In the general sense, multiplication is handled as:

(X*Y)>>16

However, remember that there is an upper and lower limit to FIXED values, and that mutliplication is handled as if these are 32-bit integers. This means that, while 2 * 8192 = 16384 is less than the maximum FIXED number of less than 32768, the result of mutliplying two 32 bit numbers stored as FIXEDs like that would lead to overflow, as 2 is not 2, but 2 shifted left by 16 bits. The result would actually require representation in bits 33+. A solution would be to first shift the larger number to an integer:

X*(Y>>16)

In theory you could also partially shift both numbers as long as the shifts add up to 16 to keep the decimal in the same place. Generally, you will want to just use jo_fixed_mult(X,Y). This (presumably) stores the product of the two FIXED (32bit * 32 bit = 64 bit) into a pair of 32 bit registers that are treated as an effective 64 bit register. The middle 32 bits are then grabbed as a result, ignoring the high 16 bits (overflow) and the low 16 bits (effectively bitshifting back to FIXED, dropping decimal infromation smaller than 1/65536.) At least, this is what slMulFX(X,Y) does in the Sega Graphics Library. (Jo Engine is built on top of Sega Graphics Library and has access to all its functions.) If you cannot reduce one number to an integer for fast multiplication, it is recommended to use slMulFX(X,Y).
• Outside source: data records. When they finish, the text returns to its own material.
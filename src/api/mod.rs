pub mod auth;
mod bookings;
pub mod error;
mod extract;
mod payment;
mod profile;
pub mod rate_limit;
mod services;
mod staff;
mod validation;

use axum::{
    http::{header::CONTENT_TYPE, HeaderValue, Method},
    middleware,
    routing::{get, post},
    Router,
};
use std::sync::Arc;
use std::time::Duration;
use tower_http::cors::{AllowOrigin, Any, CorsLayer};
use tower_http::trace::TraceLayer;

use crate::config::ServerConfig;
use crate::AppState;

pub fn create_router(state: Arc<AppState>) -> Router {
    // Credential endpoints (tight rate limit)
    let auth_routes = Router::new()
        .route("/login", post(auth::login))
        .route("/register", post(auth::register))
        .route_layer(middleware::from_fn_with_state(
            state.clone(),
            rate_limit::rate_limit_auth,
        ));

    let api_routes = Router::new()
        // Bookings
        .route(
            "/booking",
            get(bookings::list_bookings)
                .post(bookings::create_booking)
                .put(bookings::update_booking)
                .delete(bookings::delete_booking),
        )
        // Staff
        .route(
            "/staff",
            get(staff::list_staff)
                .post(staff::create_staff)
                .put(staff::update_staff)
                .delete(staff::delete_staff),
        )
        // Profiles
        .route(
            "/profile",
            get(profile::get_profile)
                .post(profile::create_profile)
                .put(profile::update_profile),
        )
        // Catalog
        .route("/services", get(services::list_services))
        // Payment links
        .route("/payment", post(payment::create_payment))
        .route_layer(middleware::from_fn_with_state(
            state.clone(),
            rate_limit::rate_limit_api,
        ));

    Router::new()
        .route("/health", get(health_check))
        .nest("/api", auth_routes.merge(api_routes))
        .layer(TraceLayer::new_for_http())
        .layer(cors_layer(&state.config.server))
        .with_state(state)
}

fn cors_layer(config: &ServerConfig) -> CorsLayer {
    let origins: Vec<HeaderValue> = config
        .cors_origins
        .iter()
        .filter_map(|origin| match HeaderValue::from_str(origin) {
            Ok(value) => Some(value),
            Err(_) => {
                tracing::warn!(origin = %origin, "Ignoring invalid CORS origin");
                None
            }
        })
        .collect();

    let allow_origin = if origins.is_empty() {
        AllowOrigin::from(Any)
    } else {
        AllowOrigin::list(origins)
    };

    CorsLayer::new()
        .allow_origin(allow_origin)
        .allow_methods([
            Method::GET,
            Method::POST,
            Method::PUT,
            Method::DELETE,
            Method::OPTIONS,
        ])
        .allow_headers([CONTENT_TYPE])
        .max_age(Duration::from_secs(60 * 60))
}

async fn health_check() -> &'static str {
    "OK"
}


#[cfg(test)]
mod tests {
    use super::test_support::{send, test_state};
    use axum::http::{Method, StatusCode};

    #[tokio::test]
    async fn test_health() {
        let state = test_state().await;
        let response = send(&state, Method::GET, "/health", None).await;
        assert_eq!(response.status(), StatusCode::OK);
    }

    #[tokio::test]
    async fn test_unknown_route_is_404() {
        let state = test_state().await;
        let response = send(&state, Method::GET, "/api/nope", None).await;
        assert_eq!(response.status(), StatusCode::NOT_FOUND);
    }

    #[tokio::test]
    async fn test_staff_method_gate() {
        let state = test_state().await;
        let response = send(&state, Method::PATCH, "/api/staff", None).await;
        assert_eq!(response.status(), StatusCode::METHOD_NOT_ALLOWED);
        assert!(response.headers().contains_key("allow"));
    }
}
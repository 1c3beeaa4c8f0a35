//! Booking retention cleanup
//!
//! Background task that purges bookings dated more than `retention_days` ago.
//! It runs on a cron schedule (daily at midnight by default). A failed pass is
//! logged and left for the next scheduled run.

use anyhow::{Context, Result};
use chrono::{DateTime, Local, NaiveDate, TimeZone};
use cron::Schedule;
use std::str::FromStr;
use tokio::time::Duration;

use crate::config::CleanupConfig;
use crate::db::Booking;
use crate::DbPool;

/// Deletes bookings older than the retention window
pub struct BookingCleanup {
    db: DbPool,
    config: CleanupConfig,
}

impl BookingCleanup {
    pub fn new(db: DbPool, config: CleanupConfig) -> Self {
        Self { db, config }
    }

    /// First date that is kept when cleaning up on `today`
    pub fn cutoff(&self, today: NaiveDate) -> NaiveDate {
        today - chrono::Duration::days(i64::from(self.config.retention_days))
    }

    /// Run a single cleanup pass for `today`. Returns the number of bookings removed.
    pub async fn run_cleanup(&self, today: NaiveDate) -> Result<u64> {
        if !self.config.enabled {
            tracing::debug!("Booking cleanup is disabled, skipping");
            return Ok(0);
        }

        let cutoff = self.cutoff(today);
        let removed = Booking::delete_dated_before(&self.db, cutoff)
            .await
            .context("Failed to delete expired bookings")?;

        tracing::info!(
            removed,
            cutoff = %cutoff,
            retention_days = self.config.retention_days,
            "Booking cleanup completed"
        );

        Ok(removed)
    }
}

/// Parse the configured cron expression
pub fn parse_schedule(expr: &str) -> Result<Schedule> {
    Schedule::from_str(expr).with_context(|| format!("Invalid cleanup schedule: {}", expr))
}

/// Time to wait from `now` until the next scheduled run
fn until_next_run<Tz: TimeZone>(schedule: &Schedule, now: &DateTime<Tz>) -> Option<Duration> {
    let next = schedule.after(now).next()?;
    let wait = next.signed_duration_since(now.clone()).to_std().unwrap_or_default();
    Some(wait)
}

/// Spawn the background cleanup task
pub fn spawn_cleanup_task(db: DbPool, config: CleanupConfig) -> Result<()> {
    if !config.enabled {
        tracing::info!("Booking cleanup is disabled");
        return Ok(());
    }

    let schedule = parse_schedule(&config.schedule)?;
    tracing::info!(
        schedule = %config.schedule,
        retention_days = config.retention_days,
        "Starting booking cleanup task"
    );

    let cleanup = BookingCleanup::new(db, config);

    tokio::spawn(async move {
        loop {
            let Some(wait) = until_next_run(&schedule, &Local::now()) else {
                tracing::warn!("Cleanup schedule has no upcoming runs, stopping task");
                break;
            };
            tokio::time::sleep(wait).await;

            if let Err(e) = cleanup.run_cleanup(Local::now().date_naive()).await {
                tracing::error!(error = %e, "Booking cleanup failed");
            }
        }
    });

    Ok(())
}
mod cleanup;

pub use cleanup::*;
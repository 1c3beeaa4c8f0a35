//! Service catalog models.

use serde::{Deserialize, Serialize};
use sqlx::FromRow;

#[derive(Debug, Clone, Serialize, Deserialize, FromRow)]
pub struct Service {
    pub id: String,
    pub name: String,
    pub description: String,
    pub category: String,
    pub price: f64,
    pub duration_minutes: i64,
}

#[derive(Debug, Default, Deserialize)]
pub struct ServiceQuery {
    pub category: Option<String>,
}
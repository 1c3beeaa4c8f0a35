//! Database seeders for built-in data
//!
//! Seeds the service catalog and the admin account on startup.

use anyhow::{anyhow, Result};
use sqlx::SqlitePool;
use tracing::{info, warn};

use super::ROLE_ADMIN;
use crate::api::auth::hash_password;

/// Seed the built-in service catalog (runs on every startup to add/update entries)
pub async fn seed_services(pool: &SqlitePool) -> Result<()> {
    info!("Seeding service catalog...");

    // Format: (id, name, description, category, price, duration_minutes)
    let services: Vec<(&str, &str, &str, &str, f64, i64)> = vec![
        // ==================== HAIR ====================
        (
            "hair-trim",
            "Hair Trim",
            "Quick trim to tidy ends and keep your current style.",
            "hair",
            250.0,
            30,
        ),
        (
            "haircut-style",
            "Haircut & Style",
            "Consultation, wash, cut and blow-dry styling.",
            "hair",
            450.0,
            60,
        ),
        (
            "hair-color",
            "Hair Color",
            "Full single-process color with gloss finish.",
            "hair",
            1500.0,
            120,
        ),
        (
            "hair-rebond",
            "Hair Rebond",
            "Straightening treatment for smooth, manageable hair.",
            "hair",
            2500.0,
            180,
        ),
        // ==================== NAILS ====================
        (
            "manicure",
            "Manicure",
            "Nail shaping, cuticle care and polish.",
            "nails",
            200.0,
            45,
        ),
        (
            "pedicure",
            "Pedicure",
            "Foot soak, scrub, nail care and polish.",
            "nails",
            250.0,
            60,
        ),
        // ==================== SKIN ====================
        (
            "facial",
            "Classic Facial",
            "Deep cleanse, exfoliation, extraction and mask.",
            "skin",
            800.0,
            60,
        ),
        (
            "eyebrow-threading",
            "Eyebrow Threading",
            "Precise brow shaping using cotton thread.",
            "skin",
            150.0,
            15,
        ),
    ];

    for (id, name, description, category, price, duration) in services {
        sqlx::query(
            r#"
            INSERT INTO services (id, name, description, category, price, duration_minutes)
            VALUES (?, ?, ?, ?, ?, ?)
            ON CONFLICT(id) DO UPDATE SET
                name = excluded.name,
                description = excluded.description,
                category = excluded.category,
                price = excluded.price,
                duration_minutes = excluded.duration_minutes
            "#,
        )
        .bind(id)
        .bind(name)
        .bind(description)
        .bind(category)
        .bind(price)
        .bind(duration)
        .execute(pool)
        .await?;
    }

    Ok(())
}

/// Create the admin account if it doesn't exist yet. Skipped when no password is configured.
pub async fn ensure_admin_user(pool: &SqlitePool, email: &str, password: Option<&str>) -> Result<()> {
    let Some(password) = password else {
        warn!("No admin password configured; skipping admin account seeding");
        return Ok(());
    };
    let email = email.trim().to_lowercase();

    let existing: Option<(i64,)> = sqlx::query_as("SELECT id FROM users WHERE email = ?")
        .bind(&email)
        .fetch_optional(pool)
        .await?;
    if existing.is_some() {
        return Ok(());
    }

    let password_hash =
        hash_password(password).map_err(|e| anyhow!("Failed to hash admin password: {}", e))?;

    sqlx::query("INSERT INTO users (email, password_hash, role, created_at) VALUES (?, ?, ?, ?)")
        .bind(&email)
        .bind(&password_hash)
        .bind(ROLE_ADMIN)
        .bind(chrono::Utc::now().to_rfc3339())
        .execute(pool)
        .await?;

    info!(email = %email, "Created admin account");
    Ok(())
}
Division gets even more complicated and with greater risk of losing data. It is also much slower (relative to multiplication and especially relative to addition.) Generally, you'd handle division as:

(Y/X)<<16

This is, however, bound to be fraught with loss of information due to the dropping of 16 bits during integer division and then being compensated for with the bitshift back by 16 to return to a FIXED. For FIXED division, use slDivFX(X,Y) for Y/X (from the Sega Graphics Library.) If at all possible, divsion should be avoided for the sake of speed and accuracy. It is popular for distance caclulation and Z-sorting (3D drawing order) to prebuild tables of 1/Z values to multiply by, and simply go by the closest value you wanted to divide by.